Calvin Harris has a single out. He therefore has to speak to idiot journalists in order to promote it.
Here is what happened when he spoke to Popjustice.
Hello Calvin. Where are you?
I’m in my studio on [London cultural hotspot] Hornsey Road. Is this interview going to get turned into a glossy pamphlet that you’re going to sell?
No. What’s happening today. Are you making some hits?
(Laughs) Today I am getting some guide vocals recorded for a song I wrote that’s for a girl, and I don’t want to sing the guide vocals because it’s a particularly girlie song and I’m too embarrassed to send my version with me singing to the artist in question.
You do sound girlie fairly frequently, though.
Yes absolutely, I’ve got a falsetto tone that I like to use.

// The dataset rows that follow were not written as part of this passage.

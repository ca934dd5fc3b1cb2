//! Rigid bodies as live views over the body columns.

use inertia_core::{FieldId, RowId};
use inertia_pose::{compose, cross, transform_point, transform_vector, Pose, Vec2};
use inertia_soa::{StoreError, View};

use crate::schema::BodySchema;

/// Reference frame of a vector or point.
#[derive(Clone, Copy, Debug, Default, PartialEq, Eq)]
pub enum Frame {
    /// World coordinates.
    #[default]
    World,
    /// Coordinates relative to the body pose.
    Body,
}

/// Frames of the force vector and its point of application for
/// [`Body::add_force`].
#[derive(Clone, Copy, Debug, Default, PartialEq, Eq)]
pub struct Frames {
    /// Frame of the force vector.
    pub force: Frame,
    /// Frame of the application point.
    pub point: Frame,
}

impl Frames {
    /// Force and point both in world coordinates.
    pub const WORLD: Self = Self {
        force: Frame::World,
        point: Frame::World,
    };

    /// Force and point both relative to the body.
    pub const BODY: Self = Self {
        force: Frame::Body,
        point: Frame::Body,
    };

    /// Mix frames.
    pub fn new(force: Frame, point: Frame) -> Self {
        Self { force, point }
    }
}

/// `1 / x`, with 0 for a zero or infinite `x`.
pub(crate) fn inverse(x: f64) -> f64 {
    if x == 0.0 || x.is_infinite() {
        0.0
    } else {
        1.0 / x
    }
}

/// Initial state of a body created by `World::new_body`.
///
/// Defaults to a unit mass and inertia at rest at the origin.
#[derive(Clone, Copy, Debug, PartialEq)]
pub struct BodyDef {
    /// Inverse mass; 0 is immovable.
    pub inverse_mass: f64,
    /// Inverse moment of inertia.
    pub inverse_inertia: f64,
    /// Initial position.
    pub position: Vec2,
    /// Initial heading in radians.
    pub orientation: f64,
    /// Initial linear velocity.
    pub velocity: Vec2,
    /// Initial angular velocity.
    pub angular_velocity: f64,
}

impl Default for BodyDef {
    fn default() -> Self {
        Self {
            inverse_mass: 1.0,
            inverse_inertia: 1.0,
            position: Vec2::zeros(),
            orientation: 0.0,
            velocity: Vec2::zeros(),
            angular_velocity: 0.0,
        }
    }
}

impl BodyDef {
    /// A unit body at the origin.
    pub fn new() -> Self {
        Self::default()
    }

    /// A body with infinite mass and inertia.
    pub fn immovable() -> Self {
        Self {
            inverse_mass: 0.0,
            inverse_inertia: 0.0,
            ..Self::default()
        }
    }

    /// Set the mass. Zero or infinite mass gives an immovable body.
    pub fn mass(mut self, mass: f64) -> Self {
        self.inverse_mass = inverse(mass);
        self
    }

    /// Set the inverse mass directly.
    pub fn inverse_mass(mut self, inverse_mass: f64) -> Self {
        self.inverse_mass = inverse_mass;
        self
    }

    /// Set the moment of inertia. Zero or infinite inertia cannot spin.
    pub fn inertia(mut self, inertia: f64) -> Self {
        self.inverse_inertia = inverse(inertia);
        self
    }

    /// Set the inverse moment of inertia directly.
    pub fn inverse_inertia(mut self, inverse_inertia: f64) -> Self {
        self.inverse_inertia = inverse_inertia;
        self
    }

    /// Set the position.
    pub fn position(mut self, position: Vec2) -> Self {
        self.position = position;
        self
    }

    /// Set the heading.
    pub fn orientation(mut self, orientation: f64) -> Self {
        self.orientation = orientation;
        self
    }

    /// Set the linear velocity.
    pub fn velocity(mut self, velocity: Vec2) -> Self {
        self.velocity = velocity;
        self
    }

    /// Set the angular velocity.
    pub fn angular_velocity(mut self, angular_velocity: f64) -> Self {
        self.angular_velocity = angular_velocity;
        self
    }
}

/// A rigid body: one row of the world's store.
///
/// Holds no state of its own. Every accessor reads or writes the store,
/// so clones of a `Body` (and `Body` values for the same row obtained
/// later) always agree.
///
/// # Panics
///
/// The plain accessors panic if the store is already mutably borrowed,
/// which happens when a body is touched from inside
/// [`StoreHandle::with_mut`](inertia_soa::StoreHandle::with_mut) or
/// [`Bodies::for_each_mut`](crate::Bodies::for_each_mut). Code that may
/// run there, such as a [`Force`](crate::Force) reading another body,
/// uses the `try_*` accessors, which return [`StoreError::Busy`] instead.
#[derive(Clone, Debug)]
pub struct Body {
    view: View,
    schema: BodySchema,
}

fn expect_access<T>(result: Result<T, StoreError>) -> T {
    match result {
        Ok(v) => v,
        Err(e) => panic!(
            "body column access failed ({e}); body schema validated at world construction"
        ),
    }
}

impl Body {
    pub(crate) fn new(view: View, schema: BodySchema) -> Self {
        Self { view, schema }
    }

    /// The store row of this body.
    pub fn row(&self) -> RowId {
        self.view.row()
    }

    /// The underlying row view, for columns beyond the body schema.
    pub fn view(&self) -> &View {
        &self.view
    }

    fn scalar(&self, field: FieldId) -> f64 {
        expect_access(self.view.scalar(field))
    }

    fn try_vec2(&self, field: FieldId) -> Result<Vec2, StoreError> {
        let v = self.view.get::<f64>(field)?;
        Ok(Vec2::new(v[0], v[1]))
    }

    fn set_scalar(&self, field: FieldId, value: f64) {
        expect_access(self.view.set_scalar(field, value));
    }

    fn vec2(&self, field: FieldId) -> Vec2 {
        expect_access(self.try_vec2(field))
    }

    fn set_vec2(&self, field: FieldId, value: Vec2) {
        expect_access(self.view.set(field, &[value.x, value.y]));
    }

    /// Inverse mass.
    pub fn inverse_mass(&self) -> f64 {
        self.scalar(self.schema.inverse_mass)
    }

    /// Overwrite the inverse mass.
    pub fn set_inverse_mass(&self, value: f64) {
        self.set_scalar(self.schema.inverse_mass, value);
    }

    /// Inverse moment of inertia.
    pub fn inverse_inertia(&self) -> f64 {
        self.scalar(self.schema.inverse_inertia)
    }

    /// Overwrite the inverse moment of inertia.
    pub fn set_inverse_inertia(&self, value: f64) {
        self.set_scalar(self.schema.inverse_inertia, value);
    }

    /// Mass; `+∞` when the inverse mass is 0.
    pub fn mass(&self) -> f64 {
        expect_access(self.try_mass())
    }

    /// Set the mass. Zero or infinite mass makes the body immovable.
    pub fn set_mass(&self, mass: f64) {
        self.set_inverse_mass(inverse(mass));
    }

    /// Moment of inertia; `+∞` when the inverse inertia is 0.
    pub fn inertia(&self) -> f64 {
        let ii = self.inverse_inertia();
        if ii == 0.0 {
            f64::INFINITY
        } else {
            1.0 / ii
        }
    }

    /// Set the moment of inertia.
    pub fn set_inertia(&self, inertia: f64) {
        self.set_inverse_inertia(inverse(inertia));
    }

    /// Whether force-mode forces can move this body.
    ///
    /// Acceleration-mode forces ignore the inverse mass and move every
    /// body they select.
    pub fn is_movable(&self) -> bool {
        self.inverse_mass() != 0.0
    }

    /// Position of the center of mass.
    pub fn position(&self) -> Vec2 {
        self.vec2(self.schema.position)
    }

    /// Move the body.
    pub fn set_position(&self, value: Vec2) {
        self.set_vec2(self.schema.position, value);
    }

    /// Linear velocity.
    pub fn velocity(&self) -> Vec2 {
        self.vec2(self.schema.velocity)
    }

    /// Overwrite the linear velocity.
    pub fn set_velocity(&self, value: Vec2) {
        self.set_vec2(self.schema.velocity, value);
    }

    /// Linear acceleration from the last step.
    pub fn acceleration(&self) -> Vec2 {
        self.vec2(self.schema.acceleration)
    }

    /// Overwrite the linear acceleration. Cleared at the start of every
    /// step.
    pub fn set_acceleration(&self, value: Vec2) {
        self.set_vec2(self.schema.acceleration, value);
    }

    /// Heading in radians.
    pub fn orientation(&self) -> f64 {
        self.scalar(self.schema.orientation)
    }

    /// Overwrite the heading.
    pub fn set_orientation(&self, value: f64) {
        self.set_scalar(self.schema.orientation, value);
    }

    /// Angular velocity.
    pub fn angular_velocity(&self) -> f64 {
        self.scalar(self.schema.angular_velocity)
    }

    /// Overwrite the angular velocity.
    pub fn set_angular_velocity(&self, value: f64) {
        self.set_scalar(self.schema.angular_velocity, value);
    }

    /// Angular acceleration from the last step.
    pub fn angular_acceleration(&self) -> f64 {
        self.scalar(self.schema.angular_acceleration)
    }

    /// Overwrite the angular acceleration.
    pub fn set_angular_acceleration(&self, value: f64) {
        self.set_scalar(self.schema.angular_acceleration, value);
    }

    /// Force accumulated by [`add_force`](Self::add_force) since the last
    /// step.
    pub fn linear_force_accumulator(&self) -> Vec2 {
        self.vec2(self.schema.linear_force_accumulator)
    }

    /// Torque accumulated since the last step.
    pub fn torque_accumulator(&self) -> f64 {
        self.scalar(self.schema.torque_accumulator)
    }

    /// Body-to-world transform: `translate(position) · rotate(orientation)`.
    pub fn pose(&self) -> Pose {
        compose(self.position(), self.orientation())
    }

    /// Fallible [`inverse_mass`](Self::inverse_mass).
    pub fn try_inverse_mass(&self) -> Result<f64, StoreError> {
        self.view.scalar(self.schema.inverse_mass)
    }

    /// Fallible [`inverse_inertia`](Self::inverse_inertia).
    pub fn try_inverse_inertia(&self) -> Result<f64, StoreError> {
        self.view.scalar(self.schema.inverse_inertia)
    }

    /// Fallible [`mass`](Self::mass).
    pub fn try_mass(&self) -> Result<f64, StoreError> {
        let im = self.try_inverse_mass()?;
        Ok(if im == 0.0 { f64::INFINITY } else { 1.0 / im })
    }

    /// Fallible [`position`](Self::position).
    pub fn try_position(&self) -> Result<Vec2, StoreError> {
        self.try_vec2(self.schema.position)
    }

    /// Fallible [`velocity`](Self::velocity).
    pub fn try_velocity(&self) -> Result<Vec2, StoreError> {
        self.try_vec2(self.schema.velocity)
    }

    /// Fallible [`orientation`](Self::orientation).
    pub fn try_orientation(&self) -> Result<f64, StoreError> {
        self.view.scalar(self.schema.orientation)
    }

    /// Fallible [`angular_velocity`](Self::angular_velocity).
    pub fn try_angular_velocity(&self) -> Result<f64, StoreError> {
        self.view.scalar(self.schema.angular_velocity)
    }

    /// Fallible [`pose`](Self::pose).
    pub fn try_pose(&self) -> Result<Pose, StoreError> {
        Ok(compose(self.try_position()?, self.try_orientation()?))
    }

    /// Queue a force for the next step only.
    ///
    /// With a `point`, the torque `cross(point - position, force)` is
    /// queued too. Body-frame forces are rotated into the world by the
    /// body pose; body-frame points are mapped by the full pose.
    pub fn add_force(&self, force: Vec2, point: Option<Vec2>, frames: Frames) {
        let pose = self.pose();
        let force = match frames.force {
            Frame::World => force,
            Frame::Body => transform_vector(&pose, &force),
        };
        let acc = self.linear_force_accumulator();
        self.set_vec2(self.schema.linear_force_accumulator, acc + force);

        if let Some(point) = point {
            let point = match frames.point {
                Frame::World => point,
                Frame::Body => transform_point(&pose, &point),
            };
            let torque = cross(&(point - self.position()), &force);
            let acc = self.torque_accumulator();
            self.set_scalar(self.schema.torque_accumulator, acc + torque);
        }
    }

    /// Queue a torque for the next step only.
    pub fn add_torque(&self, torque: f64) {
        let acc = self.torque_accumulator();
        self.set_scalar(self.schema.torque_accumulator, acc + torque);
    }
}

#[cfg(test)]
mod tests {
    use super::*;

    #[test]
    fn inverse_maps_degenerate_to_zero() {
        assert_eq!(inverse(0.0), 0.0);
        assert_eq!(inverse(f64::INFINITY), 0.0);
        assert_eq!(inverse(f64::NEG_INFINITY), 0.0);
        assert_eq!(inverse(4.0), 0.25);
    }

    #[test]
    fn body_def_builders() {
        let def = BodyDef::new().mass(2.0).inertia(0.0).position(Vec2::new(1.0, 2.0));
        assert_eq!(def.inverse_mass, 0.5);
        assert_eq!(def.inverse_inertia, 0.0);
        assert_eq!(def.position, Vec2::new(1.0, 2.0));
        let fixed = BodyDef::immovable();
        assert_eq!(fixed.inverse_mass, 0.0);
        assert_eq!(fixed.inverse_inertia, 0.0);
        assert_eq!(BodyDef::new().inverse_mass(0.0).inverse_mass, 0.0);
    }

    #[test]
    fn frames_constants() {
        assert_eq!(Frames::default(), Frames::WORLD);
        assert_eq!(Frames::new(Frame::Body, Frame::Body), Frames::BODY);
    }
}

I sang the demo of ‘Bounce’ and it was PHENOMENAL. I’m thinking of releasing that mix as some sort of iTunes bonus mix.
Amazing.
Well I don’t know about amazing — it’s certainly ‘special’. It’s a special mix.
Maybe save it for the 25th anniversary anthology.
Or maybe as an album bonus track. ‘Extra content’.
What’s the worst ‘extra content’ you’ve ever produced?
Me? I’m struggling to think of much that we’ve done. I suspect there will be some YouTube videos that I was roped into very early on. Around my first album. We did a series of YouTube videos of me just acting like a complete dickhead. But I’d been told to act like a dickhead! Showing people around my crib-in-inverted-commas when it was the Holiday Inn I was staying in. Things that were not very funny, thought of by online marketing people. Something like that. THAT’S content, but you can’t buy it. (Pause) Well you certainly couldn’t sell it.
What sort of ‘content’ will be on your new album? How much is there to hear at this stage?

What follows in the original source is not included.